Cuba at the weekend was continuing to fight a fire at its main oil storage facility. On Sunday, 82 Mexican and 35 Venezuelan personnel experienced in combating fuel fires joined the effort, bringing four planeloads of fire-fighting chemicals. Cuba had taken the unusual step of appealing to the US for help.
A lightning strike on Friday August 5th caused one of eight storage tanks at the Matazanas super tanker port, which is 60 miles east of Havana, to catch fire. However, it was the surprise ignition on Saturday of a second tank that caused the greater human tragedy, leading to 16 firefighters going missing. The second explosion injured more than 100 people, many first responders, and 24 remained hospitalized, five of them in a critical condition. Cuban energy minister Liván Arronte Cruz was said to be among the injured
personnel.
Cuban President Miguel Diaz-Canel said that “we are facing a fire of such magnitude that it is very difficult to control in Cuba, where there are not all the means that are required”.

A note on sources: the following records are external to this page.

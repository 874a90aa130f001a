//! # Class Handles
//!
//! 컴포넌트 타입을 런타임에 다루기 위한 핸들을 정의합니다.
//!
//! - [`ClassId`]: 클래스 식별자 (`TypeId` + 타입 이름). 모든 맵의 키이자 컨테이너 토큰입니다.
//! - [`Class`]: 컴포넌트 타입이 구현하는 trait (생성자 + 데코레이터 정의 블록)
//! - [`ClassRef`]: 타입 소거된 클래스 핸들. 로더가 레지스트리에 넘기는 목록의 원소입니다.
//! - [`ClassEntry`]: `inventory`로 수집되는 정적 등록 레코드
//!
//! ## 사용 패턴
//!
//! ```rust,ignore
//! use component_registry::prelude::*;
//!
//! pub struct UserRepository;
//!
//! impl Class for UserRepository {
//!     fn construct(_: &mut Resolver<'_>) -> Result<Self, ContainerError> {
//!         Ok(Self)
//!     }
//!
//!     fn define(class: &mut ClassDefinition<'_>) {
//!         class.decorate(repository(ComponentOptions::default().with_id("userRepo")));
//!     }
//! }
//!
//! // 클래스 로더가 스캔할 수 있도록 정적 테이블에 제출
//! component_class!(UserRepository);
//! ```

use std::any::{Any, TypeId};
use std::fmt;
use std::hash::{Hash, Hasher};
use std::sync::Arc;

use crate::components::factory::ClassDefinition;
use crate::components::metadata::MetadataStore;
use crate::core::container::{Constructor, Instance, Resolver};
use crate::core::errors::ContainerError;
use crate::utils::string_utils::short_type_name;

/// 클래스 식별자
///
/// 동등성과 해시는 `TypeId`만으로 결정됩니다.
#[derive(Clone, Copy)]
pub struct ClassId {
    type_id: TypeId,
    name: &'static str,
}

impl ClassId {
    pub fn of<T: Any + ?Sized>() -> Self {
        Self {
            type_id: TypeId::of::<T>(),
            name: std::any::type_name::<T>(),
        }
    }

    pub fn type_id(&self) -> TypeId {
        self.type_id
    }

    /// 모듈 경로를 포함한 전체 타입 이름
    pub fn name(&self) -> &'static str {
        self.name
    }

    /// 마지막 경로 세그먼트만 남긴 타입 이름 (예: `UserRepository`)
    pub fn short_name(&self) -> &'static str {
        short_type_name(self.name)
    }
}

impl PartialEq for ClassId {
    fn eq(&self, other: &Self) -> bool {
        self.type_id == other.type_id
    }
}

impl Eq for ClassId {}

impl Hash for ClassId {
    fn hash<H: Hasher>(&self, state: &mut H) {
        self.type_id.hash(state);
    }
}

impl fmt::Debug for ClassId {
    fn fmt(&self, f: &mut fmt::Formatter<'_>) -> fmt::Result {
        write!(f, "ClassId({})", self.name)
    }
}

impl fmt::Display for ClassId {
    fn fmt(&self, f: &mut fmt::Formatter<'_>) -> fmt::Result {
        f.write_str(self.name)
    }
}

/// 컴포넌트 타입이 구현하는 trait
///
/// `define`은 클래스 정의 시점에 한 번만 실행되며, 등록 데코레이터와
/// 멤버 데코레이터를 메타데이터 저장소에 기록합니다. 등록 데코레이터를
/// 적용하지 않은 클래스는 레지스트리에서 조용히 제외됩니다.
pub trait Class: Any + Send + Sync + Sized {
    /// 컨테이너가 인스턴스를 만들 때 호출합니다.
    fn construct(resolver: &mut Resolver<'_>) -> Result<Self, ContainerError>;

    /// 데코레이터 정의 블록. 기본 구현은 아무것도 기록하지 않습니다.
    fn define(_class: &mut ClassDefinition<'_>) {}
}

/// 타입 소거된 클래스 핸들
#[derive(Clone, Copy)]
pub struct ClassRef {
    id: ClassId,
    constructor: Constructor,
    define: fn(&mut ClassDefinition<'_>),
}

impl ClassRef {
    pub fn of<T: Class>() -> Self {
        Self {
            id: ClassId::of::<T>(),
            constructor: construct_erased::<T>,
            define: T::define,
        }
    }

    pub fn id(&self) -> &ClassId {
        &self.id
    }

    pub fn constructor(&self) -> Constructor {
        self.constructor
    }

    /// 데코레이터 정의 블록을 실행합니다. 한 번만 실행되도록 보장하는 것은
    /// [`MetadataStore::define`]의 책임입니다.
    pub(crate) fn run_definition(&self, store: &MetadataStore) {
        let mut definition = ClassDefinition::new(store, self.id);
        (self.define)(&mut definition);
    }
}

fn construct_erased<T: Class>(resolver: &mut Resolver<'_>) -> Result<Instance, ContainerError> {
    Ok(Arc::new(T::construct(resolver)?))
}

impl PartialEq for ClassRef {
    fn eq(&self, other: &Self) -> bool {
        self.id == other.id
    }
}

impl Eq for ClassRef {}

impl fmt::Debug for ClassRef {
    fn fmt(&self, f: &mut fmt::Formatter<'_>) -> fmt::Result {
        write!(f, "ClassRef({})", self.id.name)
    }
}

/// 정적 클래스 테이블 레코드
///
/// [`component_class!`](crate::component_class) 매크로가 생성하며,
/// 클래스 로더가 모듈 경로 기준으로 스캔합니다.
pub struct ClassEntry {
    module_path: &'static str,
    class: fn() -> ClassRef,
}

impl ClassEntry {
    pub const fn new<T: Class>(module_path: &'static str) -> Self {
        Self {
            module_path,
            class: ClassRef::of::<T>,
        }
    }

    pub fn module_path(&self) -> &'static str {
        self.module_path
    }

    pub fn class(&self) -> ClassRef {
        (self.class)()
    }
}

inventory::collect!(ClassEntry);

/// 컴포넌트 타입을 정적 클래스 테이블에 제출합니다.
///
/// 제출 위치의 `module_path!()`가 함께 기록되어 클래스 로더의 경로 필터에 사용됩니다.
#[macro_export]
macro_rules! component_class {
    ($ty:ty) => {
        $crate::inventory::submit! {
            $crate::components::class::ClassEntry::new::<$ty>(module_path!())
        }
    };
}

#[cfg(test)]
mod tests {
    use super::*;
    use std::collections::HashSet;

    struct Plain;

    impl Class for Plain {
        fn construct(_: &mut Resolver<'_>) -> Result<Self, ContainerError> {
            Ok(Plain)
        }
    }

    struct Other;

    #[test]
    fn test_class_id_identity() {
        let a = ClassId::of::<Plain>();
        let b = ClassId::of::<Plain>();
        let c = ClassId::of::<Other>();

        assert_eq!(a, b);
        assert_ne!(a, c);
        assert_eq!(a.short_name(), "Plain");
        assert!(a.name().ends_with("::Plain"));

        let set: HashSet<ClassId> = [a, b, c].into_iter().collect();
        assert_eq!(set.len(), 2);
    }

    #[test]
    fn test_class_ref_constructs_erased_instance() {
        let class = ClassRef::of::<Plain>();
        let container = crate::core::container::Container::new();
        container
            .bind(*class.id(), Default::default(), crate::core::container::Provider::Class(class.constructor()))
            .unwrap();

        let instance = container.resolve_token(class.id()).unwrap();
        assert!(instance.downcast::<Plain>().is_ok());
    }

    #[test]
    fn test_class_entry_records_module_path() {
        let entry = ClassEntry::new::<Plain>(module_path!());

        assert_eq!(entry.module_path(), module_path!());
        assert_eq!(entry.class(), ClassRef::of::<Plain>());
    }
}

Jorge Pinon, director of the University of Texas at Austin’s Latin America and Caribbean Energy and Environment Program, said each tank at the facility could store 300,000 barrels.
President Diaz-Canel said that the US had offered technical advice on fighting the fire, and that the offer was appreciated. He thanked the governments of Mexico, Venezuela, Russia, Nicaragua, Argentina and Chile for “solidarity and material aid.”